Try it:
Transcribe exactly the lines that begin the material and continue through the line containing "equivalence against std::collections::BTreeMap.". Leave out whatever follows.

*** Opening Input data ***

#![cfg(test)]

// Property tests for TreeMap kept inside the crate so the structural
// checker is reachable without feature gates.

use crate::error::{CursorOp, MapError};
use crate::map::AssociativeMap;
use crate::tree_map::TreeMap;
use proptest::prelude::*;
use std::collections::BTreeMap;

#[derive(Clone, Debug)]
enum Op {
    Insert(u8, i32),
    GetOrInsert(u8),
    Remove(u8),
    RemoveViaCursor(u8),
    Lookup(u8),
    Mutate(u8, i32),
    Iterate,
    WalkBackward,
    CloneAndCompare,
}

fn arb_ops() -> impl Strategy<Value = Vec<Op>> {
    // A small key space forces repeated hits, removals of present keys and
    // removals that cascade through the fixup cases.
    let key = 0u8..48;
    let op = prop_oneof![
        4 => (key.clone(), any::<i32>()).prop_map(|(k, v)| Op::Insert(k, v)),
        2 => key.clone().prop_map(Op::GetOrInsert),
        3 => key.clone().prop_map(Op::Remove),
        2 => key.clone().prop_map(Op::RemoveViaCursor),
        2 => key.clone().prop_map(Op::Lookup),
        1 => (key, any::<i32>()).prop_map(|(k, d)| Op::Mutate(k, d)),
        1 => Just(Op::Iterate),
        1 => Just(Op::WalkBackward),
        1 => Just(Op::CloneAndCompare),
    ];
    proptest::collection::vec(op, 1..200)
}

// Property: state-machine equivalence against std::collections::BTreeMap.
// Invariants exercised across random operation sequences:
// - red-black shape (root black, no red-red edge, equal black-height),
//   parent/child link agreement and the cached minimum, after every op;
// - lookups agree with the model; absent keys fail with KeyNotFound;
// - forward traversal is strictly increasing and equals the model;
// - backward cursor walk from the end yields the reverse sequence and is
//   refused exactly at the first entry;
// - removal through a cursor lands on the model's successor.
proptest! {
    #![proptest_config(ProptestConfig { cases: 128, .. ProptestConfig::default() })]
    #[test]
    fn prop_state_machine(ops in arb_ops()) {
        let mut sut: TreeMap<u8, i32> = TreeMap::new();
        let mut model: BTreeMap<u8, i32> = BTreeMap::new();

        for op in ops {
            match op {
                Op::Insert(k, v) => {
                    prop_assert_eq!(sut.insert(k, v), model.insert(k, v));
                }
                Op::GetOrInsert(k) => {
                    let got = *sut.get_or_insert(k);
                    let expected = *model.entry(k).or_default();
                    prop_assert_eq!(got, expected);
                }
                Op::Remove(k) => {
                    match model.remove(&k) {
                        Some(v) => prop_assert_eq!(sut.remove(&k), Ok(v)),
                        None => prop_assert_eq!(sut.remove(&k), Err(MapError::KeyNotFound)),
                    }
                }
                Op::RemoveViaCursor(k) => {
                    let expected_next = model.range(k.saturating_add(1)..).next().map(|(k, _)| *k);
                    let present = model.remove(&k);
                    let mut c = sut.find_mut(&k);
                    match present {
                        Some(v) => {
                            prop_assert_eq!(c.remove_current(), Ok((k, v)));
                            prop_assert_eq!(c.key().ok().copied(), expected_next);
                            prop_assert_eq!(c.is_end(), expected_next.is_none());
                        }
                        None => {
                            prop_assert!(c.is_end());
                            prop_assert_eq!(
                                c.remove_current(),
                                Err(MapError::InvalidCursorOperation(CursorOp::Remove))
                            );
                        }
                    }
                }
                Op::Lookup(k) => {
                    prop_assert_eq!(sut.lookup(&k).ok(), model.get(&k));
                    prop_assert_eq!(sut.find(&k).is_end(), !model.contains_key(&k));
                }
                Op::Mutate(k, d) => {
                    if let Ok(v) = sut.lookup_mut(&k) {
                        *v = v.wrapping_add(d);
                        let mv = model.get_mut(&k).expect("model has key");
                        *mv = mv.wrapping_add(d);
                    } else {
                        prop_assert!(!model.contains_key(&k));
                    }
                }
                Op::Iterate => {
                    let s: Vec<_> = sut.iter().map(|(k, v)| (*k, *v)).collect();
                    let m: Vec<_> = model.iter().map(|(k, v)| (*k, *v)).collect();
                    prop_assert_eq!(s, m);
                }
                Op::WalkBackward => {
                    let mut c = sut.cursor_end();
                    let mut seen = Vec::new();
                    while c.move_prev().is_ok() {
                        seen.push(*c.key().expect("positioned on an entry"));
                    }
                    let m: Vec<_> = model.keys().rev().copied().collect();
                    prop_assert_eq!(seen, m);
                    prop_assert_eq!(
                        c.move_prev(),
                        Err(MapError::InvalidCursorOperation(CursorOp::Prev))
                    );
                }
                Op::CloneAndCompare => {
                    let mut copy = sut.clone();
                    prop_assert!(copy == sut);
                    if let Some((&k, _)) = model.iter().next() {
                        copy.remove(&k).expect("copy has key");
                        prop_assert!(copy != sut);
                        prop_assert!(sut.contains_key(&k));
                    }
                }
            }

            if let Err(why) = sut.check_invariants() {
                prop_assert!(false, "invariant violated: {}", why);
            }
            prop_assert_eq!(sut.len(), model.len());
            prop_assert_eq!(sut.is_empty(), model.is_empty());
        }
    }
}

// Property: rebuilding a map from its own traversal yields an equal map.
proptest! {
    #[test]
    fn prop_round_trip_through_traversal(pairs in proptest::collection::vec((any::<i16>(), any::<i32>()), 0..100)) {
        let original: TreeMap<i16, i32> = pairs.iter().copied().collect();
        let rebuilt: TreeMap<i16, i32> = original.iter().map(|(k, v)| (*k, *v)).collect();
        prop_assert!(rebuilt == original);
        prop_assert!(rebuilt.check_invariants().is_ok());

        let distinct: std::collections::BTreeSet<_> = pairs.iter().map(|(k, _)| *k).collect();
        prop_assert_eq!(original.len(), distinct.len());
    }
}
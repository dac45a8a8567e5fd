// ChainedHashMap scenarios through the public API.
//
// Invariants exercised:
// - Lookups follow inserts and removals; absence is KeyNotFound.
// - Cursor traversal visits every entry once, skipping empty buckets,
//   and keeps working after the lowest occupied bucket is emptied.
// - Equality is by contents, independent of bucket count.
use assoc_maps::{AssociativeMap, ChainedHashMap, MapError, DEFAULT_CAPACITY};
use std::collections::HashSet;

// Test: the two-key scenario.
#[test]
fn two_keys_remove_one() {
    let mut m: ChainedHashMap<i32, &str> = ChainedHashMap::new();
    m.insert(1, "a");
    m.insert(2, "b");
    assert_eq!(m.len(), 2);
    m.remove(&1).unwrap();
    assert_eq!(m.lookup(&1), Err(MapError::KeyNotFound));
    assert_eq!(m.lookup(&2), Ok(&"b"));
    assert_eq!(m.capacity(), DEFAULT_CAPACITY);
}

// Test: removing entries in traversal order.
// Assumes: removal can empty the lowest occupied bucket at any step.
// Verifies: the front cursor always lands on a live entry and the rest of
// the map is still reachable both ways.
#[test]
fn front_stays_valid_while_removing_in_order() {
    let mut m: ChainedHashMap<u32, u32> = ChainedHashMap::with_capacity(17);
    for k in 0..60 {
        m.insert(k, k);
    }
    loop {
        let front = m.cursor_front().key().ok().copied();
        let Some(k) = front else { break };
        m.remove(&k).unwrap();
        let forward: HashSet<u32> = m.keys().copied().collect();
        assert_eq!(forward.len(), m.len());
        let mut c = m.cursor_end();
        let mut back = 0;
        while c.move_prev().is_ok() {
            back += 1;
        }
        assert_eq!(back, m.len());
    }
    assert!(m.is_empty());
}

// Test: content equality across different bucket counts.
#[test]
fn equality_across_capacities() {
    let mut a: ChainedHashMap<String, i32> = ChainedHashMap::with_capacity(3);
    let mut b: ChainedHashMap<String, i32> = ChainedHashMap::with_capacity(101);
    for (i, w) in ["alpha", "beta", "gamma", "delta"].iter().enumerate() {
        a.insert((*w).to_string(), i as i32);
    }
    for (i, w) in ["alpha", "beta", "gamma", "delta"].iter().enumerate().rev() {
        b.insert((*w).to_string(), i as i32);
    }
    assert_eq!(a, b);
    *b.get_or_insert("alpha".to_string()) = 99;
    assert_ne!(a, b);
    assert_eq!(a["alpha"], 0);
}

// Test: iteration through `&map` and `&mut map`.
#[test]
fn into_iterator_impls() {
    let mut m: ChainedHashMap<u8, u32> = (0..20).map(|k| (k, 1)).collect();
    for (_, v) in &mut m {
        *v *= 3;
    }
    let sum: u32 = (&m).into_iter().map(|(_, v)| *v).sum();
    assert_eq!(sum, 60);
    assert_eq!(m.values().count(), 20);
}
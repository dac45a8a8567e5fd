// Red-black shape checks from outside the crate (needs `bench_internal`).
use assoc_maps::TreeMap;
use proptest::prelude::*;

proptest! {
    #[test]
    fn prop_invariants_hold_after_mixed_ops(
        inserts in proptest::collection::vec(any::<u16>(), 0..300),
        removals in proptest::collection::vec(any::<u16>(), 0..300),
    ) {
        let mut m: TreeMap<u16, ()> = TreeMap::new();
        for k in &inserts {
            m.insert(*k, ());
            prop_assert!(m.check_invariants().is_ok());
        }
        for k in &removals {
            let _ = m.remove(k);
            if let Err(why) = m.check_invariants() {
                prop_assert!(false, "after removing {}: {}", k, why);
            }
        }
        let keys: Vec<_> = m.keys().copied().collect();
        prop_assert!(keys.windows(2).all(|w| w[0] < w[1]));
    }
}
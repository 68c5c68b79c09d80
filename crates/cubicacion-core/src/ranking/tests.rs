use super::*;

fn box_type(code: &str, external: Dims, wall_thickness: f64, preferred: bool) -> BoxType {
    BoxType {
        code: code.to_string(),
        description: None,
        external,
        wall_thickness,
        tare_weight: None,
        max_payload: None,
        preferred,
        enabled: true,
    }
}

fn catalog() -> Vec<BoxType> {
    vec![
        box_type("CAJA-30x20x15", Dims::new(300.0, 200.0, 150.0), 3.0, false),
        box_type("CAJA-40x30x25", Dims::new(400.0, 300.0, 250.0), 4.0, true),
        box_type("CAJA-60x40x40", Dims::new(600.0, 400.0, 400.0), 5.0, false),
    ]
}

fn cube_lot(key: &str, side: f64, quantity: u32) -> RankingLot {
    RankingLot {
        lot: ItemLot {
            key: key.to_string(),
            code: None,
            description: None,
            quantity,
            unit_volume: side * side * side,
        },
        dims: Dims::new(side, side, side),
    }
}

fn codes(evaluations: &[BoxTypeEvaluation]) -> Vec<&str> {
    evaluations
        .iter()
        .map(|e| e.box_type.code.as_str())
        .collect()
}

#[test]
fn test_fewest_boxes_wins() {
    let ranker = BoxTypeRanker::new(vec![cube_lot("cube", 100.0, 10)], catalog()).unwrap();
    let ranked = ranker.rank(3).unwrap();

    // The small box needs two bins; both larger ones need one, and the
    // tighter 40x30x25 has the higher occupancy.
    assert_eq!(
        codes(&ranked),
        vec!["CAJA-40x30x25", "CAJA-60x40x40", "CAJA-30x20x15"]
    );

    let best = &ranked[0];
    assert_eq!(best.cavity, Dims::new(392.0, 292.0, 242.0));
    assert_eq!(best.capacity, 392.0 * 292.0 * 242.0);
    assert!(best.feasible);
    assert!(best.reasons.is_empty());

    let packing = best.packing.as_ref().unwrap();
    assert_eq!(packing.total_bins, 1);
    let expected = 1_000_000.0 - packing.global_occupancy_pct * 1_000.0 - 100.0;
    assert!((best.score - expected).abs() < 1e-6);

    assert_eq!(ranked[2].packing.as_ref().unwrap().total_bins, 2);
}

#[test]
fn test_top_n_truncates() {
    let ranker = BoxTypeRanker::new(vec![cube_lot("cube", 100.0, 10)], catalog()).unwrap();

    assert_eq!(ranker.rank(1).unwrap().len(), 1);
    assert!(ranker.rank(0).unwrap().is_empty());
}

#[test]
fn test_item_that_fits_nowhere_drops_candidates() {
    let lots = vec![cube_lot("small", 50.0, 4), cube_lot("big", 350.0, 1)];
    let ranker = BoxTypeRanker::new(lots, catalog()).unwrap();

    let all = ranker.evaluate_all().unwrap();
    assert_eq!(all.len(), 3);
    assert!(!all[0].feasible);
    assert!(all[0].packing.is_none());
    assert_eq!(
        all[0].reasons,
        vec![Infeasibility::ItemDoesNotFit {
            key: "big".to_string()
        }]
    );
    assert!(!all[1].feasible);
    assert!(all[2].feasible);

    assert_eq!(codes(&ranker.rank(3).unwrap()), vec!["CAJA-60x40x40"]);
}

#[test]
fn test_item_fitting_only_when_turned_is_feasible() {
    let lot = RankingLot {
        lot: ItemLot {
            key: "rod".to_string(),
            code: Some("ROD-550".to_string()),
            description: None,
            quantity: 2,
            unit_volume: 550.0 * 40.0 * 40.0,
        },
        dims: Dims::new(40.0, 40.0, 550.0),
    };
    let ranker = BoxTypeRanker::new(vec![lot], catalog()).unwrap();

    assert_eq!(codes(&ranker.rank(3).unwrap()), vec!["CAJA-60x40x40"]);
}

#[test]
fn test_disabled_box_types_are_ignored() {
    let mut boxes = catalog();
    boxes[1].enabled = false;
    let ranker = BoxTypeRanker::new(vec![cube_lot("cube", 100.0, 10)], boxes).unwrap();

    let all = ranker.evaluate_all().unwrap();
    assert_eq!(all.len(), 2);
    assert!(!codes(&all).contains(&"CAJA-40x30x25"));
}

#[test]
fn test_wall_closing_cavity_is_reported() {
    let boxes = vec![box_type("THICK", Dims::new(100.0, 100.0, 100.0), 50.0, false)];
    let ranker = BoxTypeRanker::new(vec![cube_lot("cube", 10.0, 1)], boxes).unwrap();

    let all = ranker.evaluate_all().unwrap();
    assert_eq!(all.len(), 1);
    assert!(all[0].reasons.contains(&Infeasibility::InvalidCavity));
    assert!(all[0].reasons.contains(&Infeasibility::InvalidCapacity));
    assert!(ranker.rank(3).unwrap().is_empty());
}

#[test]
fn test_unusable_lots_give_empty_ranking() {
    let mut flat = cube_lot("flat", 100.0, 3);
    flat.dims.height = 0.0;
    let lots = vec![cube_lot("none", 100.0, 0), flat];
    let ranker = BoxTypeRanker::new(lots, catalog()).unwrap();

    assert!(ranker.evaluate_all().unwrap().is_empty());
    assert!(ranker.rank(3).unwrap().is_empty());
}

#[test]
fn test_preferred_breaks_ties() {
    let shape = Dims::new(400.0, 300.0, 250.0);
    let boxes = vec![
        box_type("PLAIN", shape, 4.0, false),
        box_type("FAVORITE", shape, 4.0, true),
    ];
    let ranker = BoxTypeRanker::new(vec![cube_lot("cube", 100.0, 10)], boxes).unwrap();

    let ranked = ranker.rank(3).unwrap();
    assert_eq!(codes(&ranked), vec!["FAVORITE", "PLAIN"]);
    assert!((ranked[1].score - ranked[0].score - 100.0).abs() < 1e-6);
}

#[test]
fn test_equal_scores_keep_catalog_order() {
    let shape = Dims::new(400.0, 300.0, 250.0);
    let boxes = vec![
        box_type("FIRST", shape, 4.0, false),
        box_type("SECOND", shape, 4.0, false),
    ];
    let ranker = BoxTypeRanker::new(vec![cube_lot("cube", 100.0, 10)], boxes).unwrap();

    assert_eq!(codes(&ranker.rank(3).unwrap()), vec!["FIRST", "SECOND"]);
}

#[test]
fn test_rejects_non_finite_catalog() {
    let boxes = vec![box_type("BROKEN", Dims::new(f64::INFINITY, 1.0, 1.0), 0.0, false)];

    assert!(BoxTypeRanker::new(vec![cube_lot("cube", 1.0, 1)], boxes).is_err());
}

#[test]
fn test_reasons_read_well() {
    let reason = Infeasibility::ItemDoesNotFit {
        key: "SKU-9".to_string(),
    };

    assert_eq!(
        reason.to_string(),
        "Item 'SKU-9' does not fit in any orientation"
    );
}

*** Closing Input data ***

Solution to the exercise:
#![cfg(test)]

// Property tests for TreeMap kept inside the crate so the structural
// checker is reachable without feature gates.

use crate::error::{CursorOp, MapError};
use crate::map::AssociativeMap;
use crate::tree_map::TreeMap;
use proptest::prelude::*;
use std::collections::BTreeMap;

#[derive(Clone, Debug)]
enum Op {
    Insert(u8, i32),
    GetOrInsert(u8),
    Remove(u8),
    RemoveViaCursor(u8),
    Lookup(u8),
    Mutate(u8, i32),
    Iterate,
    WalkBackward,
    CloneAndCompare,
}

fn arb_ops() -> impl Strategy<Value = Vec<Op>> {
    // A small key space forces repeated hits, removals of present keys and
    // removals that cascade through the fixup cases.
    let key = 0u8..48;
    let op = prop_oneof![
        4 => (key.clone(), any::<i32>()).prop_map(|(k, v)| Op::Insert(k, v)),
        2 => key.clone().prop_map(Op::GetOrInsert),
        3 => key.clone().prop_map(Op::Remove),
        2 => key.clone().prop_map(Op::RemoveViaCursor),
        2 => key.clone().prop_map(Op::Lookup),
        1 => (key, any::<i32>()).prop_map(|(k, d)| Op::Mutate(k, d)),
        1 => Just(Op::Iterate),
        1 => Just(Op::WalkBackward),
        1 => Just(Op::CloneAndCompare),
    ];
    proptest::collection::vec(op, 1..200)
}

// Property: state-machine equivalence against std::collections::BTreeMap.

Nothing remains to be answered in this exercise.